By Hans Urs von Balthasar's account, von Speyr was the "unloved child" in her family, despite her cheerfulness. Her mother scolded her daily, often without reason, which led Adrienne to turn to prayer and to develop an appreciation for sacrifice and renunciation. She was close to her father, who understood and respected her, sometimes taking her with him to the hospital to visit sick children. This sparked her desire to become a physician, which would eventually guide her toward a career as a family doctor. In her primary school years, she began knitting for the poor, forming a society with her friends for this purpose. From early on, she had a deep relationship with her grandmother, a prayerful Calvinist.

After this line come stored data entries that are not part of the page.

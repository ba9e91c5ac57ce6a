//! Controller profiles: the persisted shape of group enable flags and
//! numeric-setting values.
//!
//! The controller model only exposes get/set accessors; the TOML wire format
//! lives entirely in this module.

use crate::controller::emulated::ControllerState;
use serde::{Deserialize, Serialize};
use std::fs;
use std::path::{Path, PathBuf};
use tracing::{info, warn};

#[derive(Debug, thiserror::Error)]
pub enum ProfileError {
    #[error("profile io error: {0}")]
    Io(#[from] std::io::Error),

    #[error("profile parse error: {0}")]
    Parse(#[from] toml::de::Error),

    #[error("profile serialize error: {0}")]
    Serialize(#[from] toml::ser::Error),
}

#[derive(Deserialize, Serialize, Clone, Debug, Default)]
pub struct SettingProfile {
    pub name: String,
    pub value: f64,
}

#[derive(Deserialize, Serialize, Clone, Debug, Default)]
pub struct GroupProfile {
    pub name: String,
    pub enabled: bool,
    pub settings: Vec<SettingProfile>,
}

/// Persisted tunables of one emulated controller.
#[derive(Deserialize, Serialize, Clone, Debug, Default)]
pub struct ControllerProfile {
    pub name: String,
    pub groups: Vec<GroupProfile>,
}

impl ControllerProfile {
    /// Snapshot the current enable flags and setting values.
    pub fn capture(name: &str, state: &ControllerState) -> Self {
        let groups = state
            .groups()
            .iter()
            .map(|group| GroupProfile {
                name: group.name().to_string(),
                enabled: group.is_enabled(),
                settings: group
                    .settings()
                    .iter()
                    .map(|setting| SettingProfile {
                        name: setting.name().to_string(),
                        value: setting.value(),
                    })
                    .collect(),
            })
            .collect();

        Self {
            name: name.to_string(),
            groups,
        }
    }

    /// Apply the profile onto a controller. Unknown group or setting names
    /// are skipped with a warning; values are clamped by the settings
    /// themselves.
    pub fn apply(&self, state: &mut ControllerState) {
        for group_profile in &self.groups {
            let group = match state.group_mut_by_name(&group_profile.name) {
                Ok(group) => group,
                Err(_) => {
                    warn!(
                        "Profile '{}' names unknown group '{}', skipping",
                        self.name, group_profile.name
                    );
                    continue;
                }
            };

            group.set_enabled(group_profile.enabled);
            for setting_profile in &group_profile.settings {
                match group.setting_mut(&setting_profile.name) {
                    Some(setting) => setting.set_value(setting_profile.value),
                    None => warn!(
                        "Profile '{}' names unknown setting '{}/{}', skipping",
                        self.name, group_profile.name, setting_profile.name
                    ),
                }
            }
        }
    }

    pub fn load(path: &Path) -> Result<Self, ProfileError> {
        let raw = fs::read_to_string(path)?;
        let profile = toml::from_str(&raw)?;
        info!("Loaded controller profile from {}", path.display());
        Ok(profile)
    }

    pub fn save(&self, path: &Path) -> Result<(), ProfileError> {
        if let Some(parent) = path.parent() {
            fs::create_dir_all(parent)?;
        }
        fs::write(path, toml::to_string_pretty(self)?)?;
        info!("Saved controller profile to {}", path.display());
        Ok(())
    }

    /// Default profile location under the user config dir.
    pub fn default_path(controller_name: &str) -> Option<PathBuf> {
        let file_name = format!(
            "{}.toml",
            controller_name.to_lowercase().replace(' ', "_")
        );
        dirs::config_dir().map(|dir| dir.join("emupad").join(file_name))
    }
}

Von Speyr was a precocious student. As a child, she even occasionally substituted for a teacher who suffered from asthma. In her religion classes, however, she began to sense an emptiness in the form of Protestantism being offered. Although she had no exposure to the Roman Catholic Church, she had some early intuitions about Catholic practice. At the age of nine, she gave a talk to her classmates about the Jesuits, after an angel had told her "that the Jesuits were people who loved Jesus totally, and that the truth of God was greater than that of men, and as a result one could not always tell people everything exactly as one understands it in God". After her conversion to Catholicism in 1940, at thirty-eight years old, she recounted to her confessor Hans Urs von Balthasar that as a young child she encountered in a stairwell a man she only now recognized to be Saint Ignatius of Loyola. During her teenage years, she once reproached a religion teacher for his "prejudice" against Catholicism.

===Education and teenage years===
For secondary school, von Speyr attended a coeducational gymnasium, where she excelled, particularly in Latin and Greek. At her mother's insistence, she also spent a year at a girls' school in La Chaux-de-Fonds, since the gymnasium was thought to give her too much exposure to boys. Here, she met fellow student Madeleine Gallet, who became a close companion and helped her mold her sense of Christian discipleship. After a year, von Speyr's father allowed her to return to the gymnasium, where her classmates greeted her with wild applause when she entered. She was popular for her sense of humor and strong ethical judgment.

In November 1917, at age fifteen, she experienced a vision of the Blessed Virgin Mary. "I had never seen anything so beautiful", she later remarked, noting that this image of Mary gave her a "place of refuge" in the years that followed.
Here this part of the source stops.